I know for a fact, with my approach, the opportunity cost in the form of missed trades outweighs cost of filtering trades toward midpoint. Tried it years ago. You’re not the only retail trader with this brilliant idea. It’s a pay to play game, and you’re playing in someone else’s backyard. Don’t forget that.
Your replies are like a work of art with all of the various Emogi colors. Now as for that extra $23,400.00 , you should really take a pass on that because think of all of the extra taxes that you're going to have to shell out. (_x_)
In all fairness, if it's a momentum play, say breaking news, then you have to pay to play in order to hop on quickly. If it's positional with a longer term time span, it may pay to work the order. It depends on the circumstances.

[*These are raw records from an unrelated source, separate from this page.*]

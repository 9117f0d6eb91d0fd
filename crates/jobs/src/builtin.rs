//! Job types available to every registry out of the box.

use std::sync::Arc;
use std::time::Duration;

use async_trait::async_trait;
use tracing::{debug, info};

use crate::{ExecutableJob, JobContext, JobError};

/// Does nothing and succeeds.
pub struct NoopJob;

#[async_trait]
impl ExecutableJob for NoopJob {
    async fn work(&self, ctx: &JobContext) -> Result<(), JobError> {
        debug!(job = %ctx.job_name, "noop");
        Ok(())
    }
}

/// Sleeps for `params.millis` milliseconds (default 100) and succeeds.
pub struct SleepJob;

#[async_trait]
impl ExecutableJob for SleepJob {
    async fn work(&self, ctx: &JobContext) -> Result<(), JobError> {
        let millis = ctx.params.get("millis").and_then(|v| v.as_u64()).unwrap_or(100);
        info!(job = %ctx.job_name, millis, "sleeping");
        tokio::time::sleep(Duration::from_millis(millis)).await;
        Ok(())
    }
}

/// Always fails with `params.message` (default `"job failed"`).
pub struct FailJob;

#[async_trait]
impl ExecutableJob for FailJob {
    async fn work(&self, ctx: &JobContext) -> Result<(), JobError> {
        let message = ctx
            .params
            .get("message")
            .and_then(|v| v.as_str())
            .unwrap_or("job failed");
        Err(JobError::failed(message))
    }
}

/// `(type tag, implementation)` pairs for every built-in job.
pub fn all() -> Vec<(&'static str, Arc<dyn ExecutableJob>)> {
    vec![
        ("noop", Arc::new(NoopJob) as Arc<dyn ExecutableJob>),
        ("sleep", Arc::new(SleepJob) as Arc<dyn ExecutableJob>),
        ("fail", Arc::new(FailJob) as Arc<dyn ExecutableJob>),
    ]
}
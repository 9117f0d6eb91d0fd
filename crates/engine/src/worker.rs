//! Background worker: drains the dispatch queue and runs one cascade per
//! message, at most `concurrency` at a time.

use std::sync::Arc;

use queue::{DispatchMessage, DispatchReceiver};
use tokio::sync::{watch, Semaphore};
use tokio::task::JoinSet;
use tracing::{error, info, instrument};

use crate::{CascadeOutcome, Configuration, ExecutionCascade};

pub struct Worker {
    cascade: Arc<ExecutionCascade>,
    concurrency: usize,
}

impl Worker {
    pub fn new(cascade: Arc<ExecutionCascade>, config: &Configuration) -> Self {
        Self {
            cascade,
            concurrency: config.concurrency.max(1),
        }
    }

    /// Process messages until the queue closes or `shutdown` flips to `true`
    /// (or its sender is dropped).  In-flight cascades are awaited before
    /// returning.
    #[instrument(skip_all, fields(concurrency = self.concurrency))]
    pub async fn run(self, mut rx: DispatchReceiver, mut shutdown: watch::Receiver<bool>) {
        let permits = Arc::new(Semaphore::new(self.concurrency));
        let mut tasks = JoinSet::new();
        info!("worker started");

        loop {
            if *shutdown.borrow() {
                break;
            }

            let message = tokio::select! {
                message = rx.recv() => match message {
                    Some(message) => message,
                    None => break,
                },
                changed = shutdown.changed() => {
                    if changed.is_err() {
                        break;
                    }
                    continue;
                }
            };

            let permit = match permits.clone().acquire_owned().await {
                Ok(permit) => permit,
                Err(_) => break,
            };
            let cascade = self.cascade.clone();
            tasks.spawn(async move {
                let _permit = permit;
                handle(&cascade, message).await;
            });

            while tasks.try_join_next().is_some() {}
        }

        while tasks.join_next().await.is_some() {}
        info!("worker stopped");
    }
}

async fn handle(cascade: &ExecutionCascade, message: DispatchMessage) {
    let config = match Configuration::from_json(&message.configuration) {
        Ok(config) => config,
        Err(err) => {
            error!(job = %message.job, error = %err, "dropping message with unreadable configuration");
            return;
        }
    };

    match cascade.execute(message.workflow_id, &message.job, &config).await {
        Ok(CascadeOutcome::Failed { error }) => {
            info!(workflow_id = %message.workflow_id, job = %message.job, %error, "cascade ended in failure");
        }
        Ok(_) => {}
        Err(err) => {
            error!(workflow_id = %message.workflow_id, job = %message.job, error = %err, "cascade aborted");
        }
    }
}
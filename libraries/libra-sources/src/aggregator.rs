//! Fan-out across enabled sources
//!
//! Every per-source call is isolated: failures and timeouts are collected
//! into [`SourceFailures`] and never fail the aggregate search.

use futures::future::join_all;
use libra_core::{
    LanguageMap, LibraError, LinkedSource, Playable, PlayableKind, Result, SourceType,
};
use std::collections::HashSet;
use std::fmt;
use std::path::Path;
use std::sync::Arc;
use std::time::Duration;
use tokio_util::sync::CancellationToken;
use tracing::{debug, warn};

use crate::filters::SearchFilters;
use crate::registry::SourceRegistry;
use crate::source::{ensure_source_type, supports_media_type, Source};

/// Per-source deadline for fan-out calls
pub const DEFAULT_SOURCE_TIMEOUT: Duration = Duration::from_secs(15);

/// Non-fatal failures collected during a fan-out
#[derive(Debug, Default)]
pub struct SourceFailures(Vec<LibraError>);

impl SourceFailures {
    pub fn push(&mut self, error: LibraError) {
        self.0.push(error);
    }

    pub fn is_empty(&self) -> bool {
        self.0.is_empty()
    }

    pub fn len(&self) -> usize {
        self.0.len()
    }

    pub fn iter(&self) -> impl Iterator<Item = &LibraError> {
        self.0.iter()
    }
}

impl fmt::Display for SourceFailures {
    fn fmt(&self, f: &mut fmt::Formatter<'_>) -> fmt::Result {
        write!(f, "{} source(s) failed", self.0.len())?;
        for (i, error) in self.0.iter().enumerate() {
            let sep = if i == 0 { ": " } else { "; " };
            write!(f, "{sep}{error}")?;
        }
        Ok(())
    }
}

impl std::error::Error for SourceFailures {}

/// Merged search results plus whatever went wrong getting them
#[derive(Debug, Default)]
pub struct SearchOutcome {
    pub results: Vec<Playable>,
    pub failures: SourceFailures,
}

/// Dispatches capability calls across the enabled sources
#[derive(Debug, Clone)]
pub struct Aggregator {
    registry: Arc<SourceRegistry>,
    timeout: Duration,
}

impl Aggregator {
    pub fn new(registry: Arc<SourceRegistry>) -> Self {
        Self {
            registry,
            timeout: DEFAULT_SOURCE_TIMEOUT,
        }
    }

    #[must_use]
    pub fn with_timeout(mut self, timeout: Duration) -> Self {
        self.timeout = timeout;
        self
    }

    pub fn registry(&self) -> &Arc<SourceRegistry> {
        &self.registry
    }

    /// Search every enabled source serving one of the requested kinds
    ///
    /// Results are ordered by source priority, then by position within each
    /// source. Entries with equal kind, title and primary credit collapse into
    /// the one from the highest-priority source. When `cancel` fires, sources
    /// that already answered still contribute.
    pub async fn search(
        &self,
        query: &str,
        limit: usize,
        page: usize,
        filters: &SearchFilters,
        cancel: &CancellationToken,
    ) -> SearchOutcome {
        let kinds = filters.kinds();
        let media_types = filters.media_types();
        let sources: Vec<Arc<dyn Source>> = self
            .registry
            .enumerate()
            .into_iter()
            .filter(|s| media_types.iter().any(|m| s.media_types().contains(m)))
            .collect();

        debug!(
            query,
            sources = sources.len(),
            kinds = ?kinds,
            "Fanning out search"
        );

        let calls = sources.iter().map(|source| {
            let source = Arc::clone(source);
            async move {
                let call = tokio::time::timeout(
                    self.timeout,
                    source.search(query, limit, page, filters),
                );
                let result = tokio::select! {
                    () = cancel.cancelled() => Err(LibraError::source(source.id(), "cancelled")),
                    res = call => match res {
                        Ok(inner) => inner.map_err(|e| match e {
                            e @ LibraError::Source { .. } => e,
                            other => LibraError::source(source.id(), other),
                        }),
                        Err(_) => Err(LibraError::source(source.id(), "timed out")),
                    },
                };
                (source, result)
            }
        });

        let mut outcome = SearchOutcome::default();
        let mut seen = HashSet::new();
        for (source, result) in join_all(calls).await {
            let items = match result {
                Ok(items) => items,
                Err(e) => {
                    warn!(source = source.id(), error = %e, "Source search failed");
                    outcome.failures.push(e);
                    continue;
                }
            };

            for mut item in items {
                if !kinds.contains(&item.kind()) {
                    continue;
                }
                stamp_metadata_source(&mut item, source.id());
                let key = (item.kind(), item.title().to_lowercase(), item.primary_credit());
                if seen.insert(key) {
                    outcome.results.push(item);
                }
            }
        }

        if limit > 0 {
            outcome.results.truncate(limit);
        }
        outcome
    }

    /// Complete a playable through the source that produced its metadata
    ///
    /// Playables from sources that are not enabled come back unchanged.
    pub async fn complete_metadata(&self, playable: Playable) -> Result<Playable> {
        let Some(source_id) = playable
            .metadata_source()
            .map(|s| s.source_id().to_string())
        else {
            return Ok(playable);
        };

        match self.registry.get(&source_id) {
            Some(source) => source.complete_metadata(playable).await,
            None => {
                debug!(source = %source_id, "Metadata source not enabled, leaving playable as-is");
                Ok(playable)
            }
        }
    }

    /// First non-empty lyrics (or subtitles) mapping
    ///
    /// The playable's own `lyric_sources` are tried first, then every enabled
    /// lyrics source serving its kind, in priority order. Per-source failures
    /// are logged and skipped.
    pub async fn lyrics(&self, playable: &Playable) -> Result<LanguageMap> {
        let bearing = playable
            .as_lyric_bearing()
            .ok_or_else(|| LibraError::UnsupportedMediaType(playable.kind().to_string()))?;

        let mut tried: Vec<String> = Vec::new();
        for linked in bearing.lyric_sources().values() {
            let id = linked.source_id();
            if id.is_empty() || tried.iter().any(|t| t == id) {
                continue;
            }
            tried.push(id.to_string());
            if let Some(source) = self.registry.get(id) {
                if let Some(lyrics) = self.try_lyrics(&source, playable).await {
                    return Ok(lyrics);
                }
            }
        }

        let kind = playable.kind();
        for source in self.registry.enumerate() {
            if tried.iter().any(|t| t == source.id())
                || !source.source_types().contains(&SourceType::Lyrics)
                || !supports_media_type(source.as_ref(), kind)
            {
                continue;
            }
            if let Some(lyrics) = self.try_lyrics(&source, playable).await {
                return Ok(lyrics);
            }
        }

        Ok(LanguageMap::new())
    }

    async fn try_lyrics(&self, source: &Arc<dyn Source>, playable: &Playable) -> Option<LanguageMap> {
        match tokio::time::timeout(self.timeout, source.lyrics(playable)).await {
            Ok(Ok(lyrics)) if !lyrics.is_empty() => Some(lyrics),
            Ok(Ok(_)) => None,
            Ok(Err(e)) => {
                warn!(source = source.id(), error = %e, "Lyrics lookup failed");
                None
            }
            Err(_) => {
                warn!(source = source.id(), "Lyrics lookup timed out");
                None
            }
        }
    }

    /// Media bytes for a track or video
    ///
    /// A locator without a source id that names an existing file is read
    /// straight from disk. Otherwise the `content_source` (or, for fresh
    /// search results, the `metadata_source`) names the source to ask.
    pub async fn content(&self, playable: &Playable) -> Result<Vec<u8>> {
        let kind = playable.kind();
        if !matches!(kind, PlayableKind::Track | PlayableKind::Video) {
            return Err(LibraError::UnsupportedMediaType(kind.to_string()));
        }

        let linked = playable
            .content_source()
            .filter(|s| !s.is_empty())
            .or_else(|| playable.metadata_source().filter(|s| !s.is_empty()))
            .ok_or_else(|| {
                LibraError::invalid_input(format!("{kind} {} has no content source", playable.id()))
            })?;

        if linked.source_id().is_empty() {
            let path = Path::new(linked.locator());
            if tokio::fs::metadata(path).await.is_ok_and(|m| m.is_file()) {
                debug!(path = %path.display(), "Reading local content");
                return Ok(tokio::fs::read(path).await?);
            }
            return Err(LibraError::not_found("content", linked.locator()));
        }

        let source = self
            .registry
            .get(linked.source_id())
            .ok_or_else(|| LibraError::InvalidSource(linked.source_id().to_string()))?;
        ensure_source_type(source.as_ref(), SourceType::Content)?;
        source.content(playable).await
    }
}

/// Attribute results that came back without a source id to `source_id`
fn stamp_metadata_source(item: &mut Playable, source_id: &str) {
    let Some(current) = item.metadata_source() else {
        return;
    };
    if current.source_id().is_empty() {
        let stamped = LinkedSource::new(source_id, current.locator());
        item.set_metadata_source(stamped);
    }
}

It depends on what you are trying to do. If you are looking at anything systematic where you are maintaining a portfolio of trades based on some rules, you want to look at profit over trade value (in whatever terms - ticks per contract traded, % over notional etc). If profit per contract is of the same order as the transaction costs, it's worth trying to figure out how to reduce your trade frequency (introduce some "flicker control" etc) or change your execution process. High freak guys have all sorts of more scientific methods to analyze this (they also tend to pay more of TCs), but for my games this approach is mostly sufficient. There are strategies where I am, in general, a taker of liquidity and strategies where I find providing liquidity is an optimal approach. There are negative aspects to both, but it really depends on what exactly the game is.
The opposite . Liquidity taker is the guy who "takes" an existing market to get into position, while the guy who is making the market is the provider of liquidity. You are supposed to get paid for providing liquidity, at least in theory. The provider of liquidity is short an option (cause he's willing to sell for a pre-set price) and the payment for that option is the bid/ask spread.
You had me at "opportunity cost" -- like the institutionals, if you've got to get it done, you've got to get it done.
There is no need for a binary "yes or no" approach. There are many degrees of aggression, from taking liquidity at the displayed levels, to showing an improved level though mid, working mid level or, finally, to actually be improving on the displayed market. PS. I will venture that you are trading options in such a hurry that you would rather always take the displayed market, you would be better of trading the underlying
Why over-complicate things? Taking liquidity out of the market means executing "at market" and providing liquidity to the market means submitting a resting order below the market when buying and above the market when selling.